7) The officers failed to inform me of their intention to arrest, the cause of arrest, or their authority to arrest me in violation of I.C. § 19-608 and therefore all evidence gained by this illegal arrest must be suppressed.

The state has not challenged the fact the officers failed to inform me in accordance with I.C. § 19-608. Moreover, the Idaho Supreme Court states,


“Here, the officers had no warrant, and viewing the facts in the light most favorable to Sprague, did not advise him of the fact that he was under arrest…The officers contend that since Sprague was in the actual physical control of a motor vehicle at a time when they had reason to believe that he was driving under the influence of intoxicating beverages, he was in violation of I.C. § 49-1102 (1982) and, hence, was "engaged in the commission" of an offense. Therefore, the officers insist and the district court agreed that the officers did not need to inform Sprague of the fact of his arrest at the time they arrested him.

We cannot agree with the trial court's very narrow, hypertechnical reading of the statute.
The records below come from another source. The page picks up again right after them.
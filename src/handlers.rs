use crate::circuit_breaker::{create_upstream_circuit_breaker, UpstreamBreaker};
use crate::config::Config;
use crate::errors::AppError;
use crate::lookup;
use crate::matcher::match_transactions_with;
use crate::models::*;
use crate::services::build_http_client;
use crate::summary::summarize;
use axum::{
    extract::{Query, State},
    http::StatusCode,
    Json,
};
use moka::future::Cache;
use reqwest::Client;
use serde_json::json;
use std::sync::Arc;
use std::time::Duration;

/// Max number of cached geocoder results.
const RESPONSE_CACHE_CAPACITY: u64 = 10_000;

const DEFAULT_GEOCODE_LIMIT: u32 = 5;
const MAX_GEOCODE_LIMIT: u32 = 10;

/// One circuit breaker per upstream API.
pub struct UpstreamBreakers {
    pub geocoder: UpstreamBreaker,
    pub cadastre: UpstreamBreaker,
    pub dvf: UpstreamBreaker,
}

impl Default for UpstreamBreakers {
    fn default() -> Self {
        Self {
            geocoder: create_upstream_circuit_breaker(),
            cadastre: create_upstream_circuit_breaker(),
            dvf: create_upstream_circuit_breaker(),
        }
    }
}

/// Shared application state injected into handlers.
pub struct AppState {
    /// Application configuration.
    pub config: Config,
    /// HTTP client shared by the upstream services.
    pub http: Client,
    pub breakers: UpstreamBreakers,
    /// Sealed geocoder results keyed by "geo:{limit}:{address}".
    /// `None` when caching is disabled.
    pub response_cache: Option<Cache<String, String>>,
}

impl AppState {
    pub fn new(config: Config) -> Result<Self, AppError> {
        let http = build_http_client(&config)?;

        let response_cache = (config.cache_ttl_secs > 0).then(|| {
            Cache::builder()
                .time_to_live(Duration::from_secs(config.cache_ttl_secs))
                .max_capacity(RESPONSE_CACHE_CAPACITY)
                .build()
        });

        Ok(Self {
            config,
            http,
            breakers: UpstreamBreakers::default(),
            response_cache,
        })
    }
}

/// Health check endpoint.
#[utoipa::path(
    get,
    path = "/health",
    responses((status = 200, description = "Service is up"))
)]
pub async fn health() -> (StatusCode, Json<serde_json::Value>) {
    (
        StatusCode::OK,
        Json(json!({
            "status": "healthy",
            "service": env!("CARGO_PKG_NAME"),
            "version": env!("CARGO_PKG_VERSION")
        })),
    )
}

/// GET /api/v1/units
///
/// Recorded sales for the building at a free-text address, most recent first.
/// An address without comparable sales returns an empty `transactions` list.
#[utoipa::path(
    get,
    path = "/api/v1/units",
    params(UnitsQueryParams),
    responses(
        (status = 200, description = "Matched transactions", body = UnitsResponse),
        (status = 400, description = "Blank or oversized address"),
        (status = 404, description = "Address not found by the geocoder"),
        (status = 502, description = "Upstream API failure"),
        (status = 503, description = "Upstream circuit open")
    )
)]
pub async fn get_units(
    State(state): State<Arc<AppState>>,
    Query(params): Query<UnitsQueryParams>,
) -> Result<Json<UnitsResponse>, AppError> {
    tracing::info!("GET /units - address: {}", params.address);

    let response = lookup::lookup_units(&state, &params.address).await?;

    tracing::info!(
        "Lookup {} done: {} transaction(s)",
        response.lookup_id,
        response.transactions.len()
    );

    Ok(Json(response))
}

/// GET /api/v1/geocode
///
/// Address candidates for autocompletion.
#[utoipa::path(
    get,
    path = "/api/v1/geocode",
    params(GeocodeQueryParams),
    responses(
        (status = 200, description = "Address candidates", body = GeocodeResponse),
        (status = 400, description = "Blank or oversized query"),
        (status = 502, description = "Upstream API failure")
    )
)]
pub async fn geocode(
    State(state): State<Arc<AppState>>,
    Query(params): Query<GeocodeQueryParams>,
) -> Result<Json<GeocodeResponse>, AppError> {
    let limit = geocode_limit(params.limit);
    tracing::info!("GET /geocode - q: {}, limit: {}", params.q, limit);

    let candidates = lookup::geocode(&state, &params.q, limit).await?;

    Ok(Json(GeocodeResponse { candidates }))
}

/// Clamps a requested candidate count into 1..=10.
fn geocode_limit(requested: Option<u32>) -> u8 {
    let limit = requested
        .unwrap_or(DEFAULT_GEOCODE_LIMIT)
        .clamp(1, MAX_GEOCODE_LIMIT);
    u8::try_from(limit).unwrap_or(MAX_GEOCODE_LIMIT as u8)
}

/// POST /api/v1/match
///
/// Runs the matcher over caller-supplied DVF rows without calling any upstream.
#[utoipa::path(
    post,
    path = "/api/v1/match",
    request_body = MatchRequest,
    responses(
        (status = 200, description = "Matched transactions", body = MatchResponse),
        (status = 422, description = "Malformed body")
    )
)]
pub async fn match_records(
    State(state): State<Arc<AppState>>,
    Json(request): Json<MatchRequest>,
) -> Result<Json<MatchResponse>, AppError> {
    if request.query.street_name.trim().is_empty() {
        return Err(AppError::BadRequest(
            "query.street_name cannot be empty".to_string(),
        ));
    }

    let policy = request.policy.unwrap_or(state.config.match_policy);
    tracing::info!(
        "POST /match - {} record(s), policy {:?}",
        request.records.len(),
        policy
    );

    let transactions = match_transactions_with(policy, &request.query, &request.records);
    let summary = summarize(&transactions);

    Ok(Json(MatchResponse {
        match_policy: policy,
        transactions,
        summary,
    }))
}

#[cfg(test)]
mod tests {
    use super::*;

    #[test]
    fn test_geocode_limit_clamped() {
        assert_eq!(geocode_limit(None), 5);
        assert_eq!(geocode_limit(Some(0)), 1);
        assert_eq!(geocode_limit(Some(3)), 3);
        assert_eq!(geocode_limit(Some(500)), 10);
        assert_eq!(geocode_limit(Some(u32::MAX)), 10);
    }
}
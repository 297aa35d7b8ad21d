//! HTTP surface: routes and the OpenAPI document.

use axum::{
    routing::{get, post},
    Router,
};
use std::sync::Arc;
use utoipa::OpenApi;

use crate::handlers::{self, AppState};

#[derive(OpenApi)]
#[openapi(
    info(title = "DVF Units API", description = "Recorded property sales for a French address"),
    paths(
        crate::handlers::health,
        crate::handlers::get_units,
        crate::handlers::geocode,
        crate::handlers::match_records,
    ),
    components(schemas(
        crate::models::Coordinates,
        crate::models::QueryAddress,
        crate::models::PropertyKind,
        crate::models::MatchConfidence,
        crate::models::MatchedTransaction,
        crate::models::UnitsResponse,
        crate::models::GeocodeResponse,
        crate::models::MatchRequest,
        crate::models::MatchResponse,
        crate::matcher::MatchPolicy,
        crate::summary::MarketSummary,
    ))
)]
pub struct ApiDoc;

/// Versioned API routes, without rate limiting or the health check.
pub fn api_routes() -> Router<Arc<AppState>> {
    Router::new()
        .route("/api/v1/units", get(handlers::get_units))
        .route("/api/v1/geocode", get(handlers::geocode))
        .route("/api/v1/match", post(handlers::match_records))
}

#[cfg(test)]
mod tests {
    use super::*;

    #[test]
    fn test_openapi_lists_all_paths() {
        let doc = ApiDoc::openapi();
        for path in ["/health", "/api/v1/units", "/api/v1/geocode", "/api/v1/match"] {
            assert!(doc.paths.paths.contains_key(path), "missing {}", path);
        }
    }
}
The clear intent of the statute was to uphold an otherwise lawful arrest when, under the circumstances, it would not be practical for an officer to inform the arrestee of the fact of the arrest, the officer's authority to make the arrest, and the cause for the arrest (i.e. when a suspect flees). Here, the officers had stopped Sprague. There was no showing that he attempted to avoid them or failed to stop when they signaled him to do so…Simply stated, there was no reason for them not to advise him of the fact of his arrest, the reason therefore, and their authority to make the arrest.” Sprague v. City of Burley, 710 P.2d 566, 109 Idaho 656 (1985)

At no time did I resist or flee arrest. At no time was any person or property in danger by my actions. At no time was there any reason for immediate or hurried actions. There was and is no cause or statutory “loophole” for not informing me of the intention, reason, and authority for my arrest in accordance with Idaho law.         

Should the state seek to challenge this motion, it bears the burden of proving the legality of the challenged issues by the preponderance of admissible evidence. Affidavit testimony and argument previously submitted to this Court, and hereby incorporated in this motion, establishes the truth of the facts contained in this motion.

Wherefore, because law enforcement seized me and my property in violation of my Constitutional rights, all evidence containing alleged statements made by me were illegally obtained, I was placed in custody and questioned without being advised of my Miranda Rights, the asserting of my fourth amendment rights cannot be a crime, and officers acted unlawfully and without authority, I move this Court to suppress any and all testimony and evidence obtained against me on November 12, 2019. Additionally, based on I.C.R. 41(f), I move this Court to order the immediate return of my yellow winter rain coat, bear spray, and any other property seized and retained based on this unlawful and unreasonable search and seizure. This Court should further, at the very least, order a public retraction and apology and act to remind the state and Clearwater County officials of their obligations to uphold the Constitution, their lack of authority to prejudicially revoke my Constitutional rights, and of the unrestricted guarantee of liberty and justice for all…even in Clearwater County, Idaho.